Amazon DeepRacer — “(A) fully autonomous 1/18th scale race car driven by reinforcement learning, 3D racing simulator, and global racing league.”
Amazon Elastic Inference — “(A)llows you to attach low-cost GPU-powered acceleration to Amazon EC2 and Amazon SageMaker instances to reduce the cost of running deep learning inference by up to 75 percent. Amazon Elastic Inference supports TensorFlow, Apache MXNet, and ONNX models.”
Amazon Inferentia — “(A) machine learning inference chip designed to deliver high performance at low cost. AWS Inferentia will support the TensorFlow, Apache MXNet, and PyTorch deep learning frameworks, as well as models that use the ONNX format.”
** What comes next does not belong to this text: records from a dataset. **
//! Build script for the ListenBrainz scrobbler CLI.
//!
//! Copies the configuration template to the user's local data directory so
//! that a ready-to-edit `.env.example` sits next to where the application
//! looks for its `.env`. A missing template only produces a warning.

use std::{env, fs, path::PathBuf};

fn main() -> Result<(), Box<dyn std::error::Error>> {
    // Re-run if the template changes
    println!("cargo:rerun-if-changed=.env.example");

    // Where to copy FROM (crate root)
    let manifest_dir = PathBuf::from(env::var("CARGO_MANIFEST_DIR")?);
    let env_example_path = manifest_dir.join(".env.example");

    // Compute target dir (the local data dir) and ensure it exists
    let mut out_dir = dirs::data_local_dir().unwrap_or_else(|| PathBuf::from("."));
    out_dir.push("scroblcli");
    fs::create_dir_all(&out_dir)?;

    // Only copy if the source exists; otherwise warn instead of failing
    if env_example_path.is_file() {
        let contents = fs::read_to_string(&env_example_path)?;
        fs::write(out_dir.join(".env.example"), contents)?;
    } else {
        println!(
            "cargo:warning=.env.example not found at {}",
            env_example_path.display()
        );
    }

    Ok(())
}
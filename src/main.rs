use clap::{
    CommandFactory, Parser, Subcommand,
    builder::{
        Styles,
        styling::{AnsiColor, Effects},
    },
};
use clap_complete::{Shell, generate};

use scroblcli::{cli, config, error, types::TrackMetadata};

fn styles() -> Styles {
    Styles::styled()
        .header(AnsiColor::White.on_default() | Effects::BOLD)
        .usage(AnsiColor::White.on_default() | Effects::BOLD)
        .literal(AnsiColor::BrightBlue.on_default())
        .placeholder(AnsiColor::BrightGreen.on_default())
}

#[derive(Parser, Debug, Clone)]
#[clap(
  version = env!("CARGO_PKG_VERSION"),
  name=env!("CARGO_PKG_NAME"),
  bin_name=env!("CARGO_PKG_NAME"),
  about=env!("CARGO_PKG_DESCRIPTION"),
  styles=styles(),
)]
struct Cli {
    #[clap(subcommand)]
    command: Command,
}

#[derive(Subcommand, Debug, Clone)]
pub enum Command {
    /// Authorize with the ListenBrainz API via MusicBrainz OAuth
    Auth,

    /// Update the tracked now-playing item
    Playing(TrackOptions),

    /// Queue the current item as listened
    Scrobble(TrackOptions),

    /// Clear the tracked playback item
    Stop,

    /// Submit queued listens
    Submit(SubmitOptions),

    /// Consume playback events from stdin (one JSON object per line)
    Listen,

    /// Inspect or clear the listen queue
    Queue(QueueOptions),

    /// Show session and queue status
    Status,

    /// Show or change scrobbler settings
    Settings(cli::SettingsOptions),

    /// Get shell completions
    Completions(CompletionsOption),
}

#[derive(Parser, Debug, Clone)]
pub struct TrackOptions {
    /// Track artist
    #[clap(long)]
    pub artist: String,

    /// Track title
    #[clap(long)]
    pub title: String,

    /// Album / release name
    #[clap(long)]
    pub album: Option<String>,

    /// Album artist (submitted instead of the track artist when the
    /// prefer-albumartist setting is on)
    #[clap(long)]
    pub album_artist: Option<String>,

    /// Track number on the release
    #[clap(long)]
    pub track: Option<u32>,

    /// Track duration in seconds
    #[clap(long)]
    pub duration: Option<u64>,

    /// MusicBrainz artist ID (multiple IDs separated by '/')
    #[clap(long)]
    pub artist_mbid: Option<String>,

    /// MusicBrainz release ID
    #[clap(long)]
    pub release_mbid: Option<String>,

    /// MusicBrainz recording ID
    #[clap(long)]
    pub recording_mbid: Option<String>,

    /// MusicBrainz track ID
    #[clap(long)]
    pub track_mbid: Option<String>,

    /// Live/radio-type stream without natural track-end events
    #[clap(long)]
    pub radio: bool,
}

impl From<TrackOptions> for TrackMetadata {
    fn from(opts: TrackOptions) -> Self {
        TrackMetadata {
            artist: opts.artist,
            title: opts.title,
            album: opts.album,
            album_artist: opts.album_artist,
            track: opts.track,
            duration_secs: opts.duration,
            musicbrainz_artist_id: opts.artist_mbid,
            musicbrainz_album_id: opts.release_mbid,
            musicbrainz_recording_id: opts.recording_mbid,
            musicbrainz_track_id: opts.track_mbid,
            radio: opts.radio,
        }
    }
}

#[derive(Parser, Debug, Clone)]
pub struct SubmitOptions {
    /// Stop after this many submission attempts (default: retry until drained)
    #[clap(long)]
    pub max_attempts: Option<u32>,
}

#[derive(Parser, Debug, Clone)]
pub struct QueueOptions {
    /// Subcommands under `queue` (e.g. `clear`); default lists the queue
    #[command(subcommand)]
    pub command: Option<QueueSubcommand>,
}

#[derive(Subcommand, Debug, Clone)]
pub enum QueueSubcommand {
    /// List queued listens
    List,

    /// Drop all queued listens
    Clear,
}

#[derive(Parser, Debug, Clone)]
pub struct CompletionsOption {
    shell: Shell,
}

#[tokio::main]
async fn main() {
    if let Err(e) = config::load_env().await {
        error!("Cannot load environment. Err: {}", e);
    }

    let cli = Cli::parse();

    match cli.command {
        Command::Auth => cli::auth().await,
        Command::Playing(opt) => cli::playing(opt.into()).await,
        Command::Scrobble(opt) => cli::scrobble(opt.into()).await,
        Command::Stop => cli::stop().await,
        Command::Submit(opt) => cli::submit(opt.max_attempts).await,
        Command::Listen => cli::listen().await,
        Command::Queue(opt) => match opt.command {
            Some(QueueSubcommand::Clear) => cli::clear_queue().await,
            Some(QueueSubcommand::List) | None => cli::list_queue().await,
        },
        Command::Status => cli::status().await,
        Command::Settings(opt) => cli::settings(opt).await,
        Command::Completions(opt) => {
            let mut cmd = Cli::command_for_update();
            let name = cmd.get_name().to_string();
            generate(opt.shell, &mut cmd, name, &mut std::io::stdout())
        }
    }
}
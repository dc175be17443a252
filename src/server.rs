use axum::{Extension, Router, routing::get};
use std::{net::SocketAddr, str::FromStr, sync::Arc};
use tokio::sync::Mutex;

use crate::{api, config, error, types::AuthCallback};

pub async fn start_api_server(state: Arc<Mutex<Option<AuthCallback>>>) {
    let app = Router::new()
        .route("/health", get(api::health))
        .route("/callback", get(api::callback).layer(Extension(state)));

    let addr = match SocketAddr::from_str(&config::server_addr()) {
        Ok(addr) => addr,
        Err(e) => error!("Failed to parse server address: {}", e),
    };

    let listener = match tokio::net::TcpListener::bind(&addr).await {
        Ok(listener) => listener,
        Err(e) => error!("Failed to bind callback server on {}: {}", addr, e),
    };
    if let Err(e) = axum::serve(listener, app).await {
        error!("Callback server failed: {}", e);
    }
}
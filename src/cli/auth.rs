use crate::{cli, error, info, success};

/// Runs the OAuth authorization flow and, on success, submits any listens
/// queued while logged out.
pub async fn auth() {
    let scrobbler = cli::open_scrobbler().await;

    info!("Waiting for authorization in your browser...");
    match scrobbler.authenticate().await {
        Ok(()) => {
            success!("Authentication successful!");
        }
        Err(e) => {
            error!("Authentication failed: {}", e);
        }
    }

    let pending = scrobbler.pending().await;
    if pending > 0 {
        info!("Submitting {} queued listens...", pending);
        cli::drain(&scrobbler, None).await;
    }
}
Apache MXnet on AWS — “(A) fast and scalable training and inference framework with an easy-to-use, concise API for machine learning.” MXnet includes the Gluon interface to help developers get started with deep learning on the cloud, on edge devices, and on mobile apps.
This month, we looked at the newest specialty exam in the Amazon Web Services (AWS) family. In addition to the overview of the machine language exam, we also examined some of the services offered with AWS that a candidate needs to know to prep for the exam.